Problem: Whenever a line in the data holds the string "await", copy that line.
Records provided Start Marker
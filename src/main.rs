use std::sync::Arc;
use std::time::Duration;

use tokio::net::TcpListener;
use tokio::sync::Semaphore;
use tracing::{info, warn};

use parkspot::config::Config;
use parkspot::engine::Engine;
use parkspot::gateway::SandboxGateway;
use parkspot::notify::NotifyHub;
use parkspot::{compactor, observability, wire};

#[tokio::main]
async fn main() -> Result<(), Box<dyn std::error::Error>> {
    tracing_subscriber::fmt::init();

    let config = Config::from_env()?;
    if config.uses_default_password() {
        warn!("PARKSPOT_PASSWORD is the default: any client knowing it can act as any user");
    }
    observability::init(config.metrics_port)?;

    let tls_acceptor = parkspot::tls::load_tls_acceptor(config.tls_cert.as_deref(), config.tls_key.as_deref())?;

    std::fs::create_dir_all(&config.data_dir)?;

    let engine = Engine::new(
        config.wal_path(),
        Arc::new(NotifyHub::new()),
        Arc::new(SandboxGateway::new()),
    )?
    .with_gateway_timeout(config.gateway_timeout);
    let engine = Arc::new(engine);
    if let Some(admin_id) = config.admin_id {
        engine.seed_admin(admin_id).await?;
    }

    let compactor_engine = engine.clone();
    let threshold = config.compact_threshold;
    tokio::spawn(async move {
        compactor::run_compactor(compactor_engine, threshold).await;
    });

    let max_connections = config.max_connections;
    let semaphore = Arc::new(Semaphore::new(max_connections));

    let addr = config.listen_addr();
    let listener = TcpListener::bind(&addr).await?;
    info!("parkspot listening on {addr}");
    info!("  data_dir: {}", config.data_dir.display());
    info!("  max_connections: {max_connections}");
    info!("  tls: {}", if tls_acceptor.is_some() { "enabled" } else { "disabled" });
    info!(
        "  metrics: {}",
        config
            .metrics_port
            .map_or("disabled".to_string(), |p| format!("http://0.0.0.0:{p}/metrics"))
    );

    // Graceful shutdown: stop accepting on SIGTERM/ctrl-c, drain in-flight connections
    #[cfg(unix)]
    let mut sigterm = tokio::signal::unix::signal(tokio::signal::unix::SignalKind::terminate())?;
    let shutdown = async {
        let ctrl_c = tokio::signal::ctrl_c();
        #[cfg(unix)]
        {
            tokio::select! {
                _ = ctrl_c => {}
                _ = sigterm.recv() => {}
            }
        }
        #[cfg(not(unix))]
        {
            ctrl_c.await.ok();
        }
    };
    tokio::pin!(shutdown);

    loop {
        tokio::select! {
            result = listener.accept() => {
                let (socket, peer) = match result {
                    Ok(conn) => conn,
                    Err(e) => {
                        tracing::error!("accept error: {e}");
                        continue;
                    }
                };

                let permit = match semaphore.clone().try_acquire_owned() {
                    Ok(permit) => permit,
                    Err(_) => {
                        tracing::warn!("connection limit reached, rejecting {peer}");
                        metrics::counter!(observability::CONNECTIONS_REJECTED_TOTAL).increment(1);
                        drop(socket);
                        continue;
                    }
                };

                info!("connection from {peer}");
                metrics::counter!(observability::CONNECTIONS_TOTAL).increment(1);
                metrics::gauge!(observability::CONNECTIONS_ACTIVE).increment(1.0);
                let engine = engine.clone();
                let pw = config.password.clone();
                let tls = tls_acceptor.clone();

                tokio::spawn(async move {
                    let _permit = permit; // held until connection closes
                    if let Err(e) = wire::process_connection(socket, engine, pw, tls).await {
                        tracing::error!("connection error from {peer}: {e}");
                    }
                    metrics::gauge!(observability::CONNECTIONS_ACTIVE).decrement(1.0);
                });
            }
            _ = &mut shutdown => {
                info!("shutdown signal received, stopping accept loop");
                break;
            }
        }
    }

    // Wait for in-flight connections to finish (up to 10s)
    info!("draining connections...");
    let drain_deadline = tokio::time::sleep(Duration::from_secs(10));
    tokio::pin!(drain_deadline);

    loop {
        if semaphore.available_permits() == max_connections {
            info!("all connections drained");
            break;
        }
        tokio::select! {
            _ = &mut drain_deadline => {
                let remaining = max_connections - semaphore.available_permits();
                tracing::warn!("drain timeout, {remaining} connections still open");
                break;
            }
            _ = tokio::time::sleep(Duration::from_millis(100)) => {}
        }
    }

    info!("parkspot stopped");
    Ok(())
}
Records provided End Marker
Response:
        engine.seed_admin(admin_id).await?;
        compactor::run_compactor(compactor_engine, threshold).await;
    let listener = TcpListener::bind(&addr).await?;
            ctrl_c.await.ok();
                    if let Err(e) = wire::process_connection(socket, engine, pw, tls).await {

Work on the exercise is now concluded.